Ayat got the idea for the block club around the same time that he participated in a Grant Street clean up. He wondered why people would not simply clean up in front of their own businesses, or why someone would litter in the first place. He was born in St. Croix, Virgin Islands, but he’s been living on the West Side of Buffalo for 13 years. He told me that the time had finally come to be proactive about a number of issues, including parking, crime, litter, tags, etc.
It’s no coincidence that Ayat’s profession is real estate – he’s an agent at Red Door realty, and he’s also a property manager. So this urbanist stuff kind of comes naturally to him. While he wants to continue to head down the real estate path, he does want to get away from the property management side of things to concentrate more on expansive neighborhood issues. That’s when I told him that I saw some sort of political career in his future. [Laughing], he told me, “Absolutely not.” But I disagreed, and told him that he would make a good politician for all of the right reasons. In fact, much of what Ayat is setting out to do, he is doing because he cares about people and wants to help them. He wants to hear about their own issues, and how everyone can work together to resolve them. Sounds a bit like a politician… but he’s adamant that’s not the direction that he wants to go. I suppose that’s refreshing to hear, but at the same time, Ayat is the type of young person that we need to represent our interests on a political level. Maybe someday?

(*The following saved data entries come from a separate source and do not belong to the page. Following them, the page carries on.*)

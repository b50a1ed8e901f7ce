use std::path::PathBuf;

use wellsplit_core::pipeline::config::BatchConfig;
use wellsplit_core::profile::{MicroscopeProfile, ProfileParams};

#[test]
fn test_minimal_toml_uses_defaults() {
    let config: BatchConfig = toml::from_str(
        r#"
        input_dir = "frames"
        output_dir = "tiles"
        genotype_table = "plate.csv"
        "#,
    )
    .unwrap();

    assert_eq!(config.input_dir, PathBuf::from("frames"));
    assert_eq!(config.plate.wells, 384);
    assert_eq!(config.microscope, MicroscopeProfile::Cobra);
    assert_eq!(config.acquisition.channels, 3);
    assert_eq!(config.acquisition.fields_per_well, None);
    assert_eq!(config.contrast.modes, vec!["none".to_string()]);
    assert_eq!(config.contrast.file_bit_depth, 16);
    assert_eq!(config.naming.channel_symbols, vec!["W", "N", "A"]);
    assert_eq!(config.table.delimiter, ',');
    assert!(!config.execution.overwrite);
    assert_eq!(config.execution.engine_program, "convert");
}

#[test]
fn test_full_toml() {
    let config: BatchConfig = toml::from_str(
        r#"
        input_dir = "/data/run7"
        output_dir = "/data/run7/tiles"
        genotype_table = "/data/run7/plate.tsv"
        microscope = "Joe"

        [plate]
        wells = 96

        [naming]
        input_prefix = "img_"
        channel_separator = "-c"
        digit_width = 5
        group_prefix = "run7_"
        channel_symbols = ["D", "G"]

        [table]
        delimiter = "\t"
        label_column = 2

        [acquisition]
        channels = 2
        fields_per_well = 6

        [contrast]
        modes = ["auto", "none"]

        [execution]
        jobs = 3
        overwrite = true
        "#,
    )
    .unwrap();

    assert_eq!(config.plate.wells, 96);
    assert_eq!(config.microscope, MicroscopeProfile::Joe);
    assert_eq!(config.naming.digit_width, Some(5));
    assert_eq!(config.naming.channel_separator, "-c");
    // Unspecified naming fields keep their defaults.
    assert_eq!(config.naming.input_extension, "tif");
    assert_eq!(config.table.delimiter, '\t');
    assert_eq!(config.table.label_column, 2);
    assert_eq!(config.acquisition.fields_per_well, Some(6));
    assert_eq!(config.contrast.modes.len(), 2);
    assert_eq!(config.execution.jobs, Some(3));
    assert!(config.execution.overwrite);
}

#[test]
fn test_custom_microscope_toml() {
    let config: BatchConfig = toml::from_str(
        r#"
        input_dir = "a"
        output_dir = "b"
        genotype_table = "c"

        [microscope.Custom]
        tiles_per_frame = 6
        sensor_bit_depth = 14
        transform_ops = ["-crop", "3x2@", "+repage"]
        "#,
    )
    .unwrap();

    let params = config.microscope.params();
    assert_eq!(params.tiles_per_frame, 6);
    assert_eq!(params.sensor_bit_depth, 14);
    assert_eq!(params.transform_ops, vec!["-crop", "3x2@", "+repage"]);
}

#[test]
fn test_default_config_roundtrips_through_toml() {
    let mut config = BatchConfig::new("frames", "tiles", "plate.csv");
    config.acquisition.fields_per_well = Some(4);
    let text = toml::to_string_pretty(&config).unwrap();
    let parsed: BatchConfig = toml::from_str(&text).unwrap();
    assert_eq!(parsed.acquisition, config.acquisition);
    assert_eq!(parsed.naming, config.naming);
    assert_eq!(parsed.microscope, config.microscope);
}

// ---------------------------------------------------------------------------
// Microscope profiles
// ---------------------------------------------------------------------------

#[test]
fn test_builtin_profiles() {
    let cobra = MicroscopeProfile::Cobra.params();
    assert_eq!(cobra.tiles_per_frame, 4);
    assert_eq!(cobra.sensor_bit_depth, 11);
    assert!(cobra.validate().is_ok());

    let joe = MicroscopeProfile::Joe.params();
    assert_eq!(joe.tiles_per_frame, 9);
    assert!(joe.transform_ops.contains(&"-rotate".to_string()));
}

#[test]
fn test_profile_validation() {
    let zero_tiles = ProfileParams {
        tiles_per_frame: 0,
        sensor_bit_depth: 12,
        transform_ops: vec![],
    };
    assert!(zero_tiles.validate().is_err());

    let bad_depth = ProfileParams {
        tiles_per_frame: 4,
        sensor_bit_depth: 40,
        transform_ops: vec![],
    };
    assert!(bad_depth.validate().is_err());
}

#[test]
fn test_profile_display() {
    assert_eq!(MicroscopeProfile::Cobra.to_string(), "Cobra");
    let custom = MicroscopeProfile::Custom(ProfileParams {
        tiles_per_frame: 6,
        sensor_bit_depth: 14,
        transform_ops: vec![],
    });
    let s = custom.to_string();
    assert!(s.contains("Custom"), "got: {s}");
    assert!(s.contains("14-bit"), "got: {s}");
}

If you own a business, or a house, or even if you rent… if you live within a quarter-mile of the intersection of Niagara Street and Massachusetts Avenue, be sure to send Ayat an email to firstname.lastname@example.org. He will add you to his e-blasts, and will notify you when he is up and running with social media pages (coming soon). In your email, let Ayat know what you are most concerned about, and what you would like to see happen in the neighborhood. He will then count you as a member of the Niagara Street Block Club, and you will be part of the team that helps to make a difference on the West Side of the city.
I will be keeping tabs on Ayat, and his block club ambitions. Strong block clubs have been known to change the faces of neighborhoods through community involvement and advocacy. Hopefully, this is just the beginning of another long-lasting grassroots enterprise that will one day be an invaluable resource for a faction of Westsiders who care about their surroundings.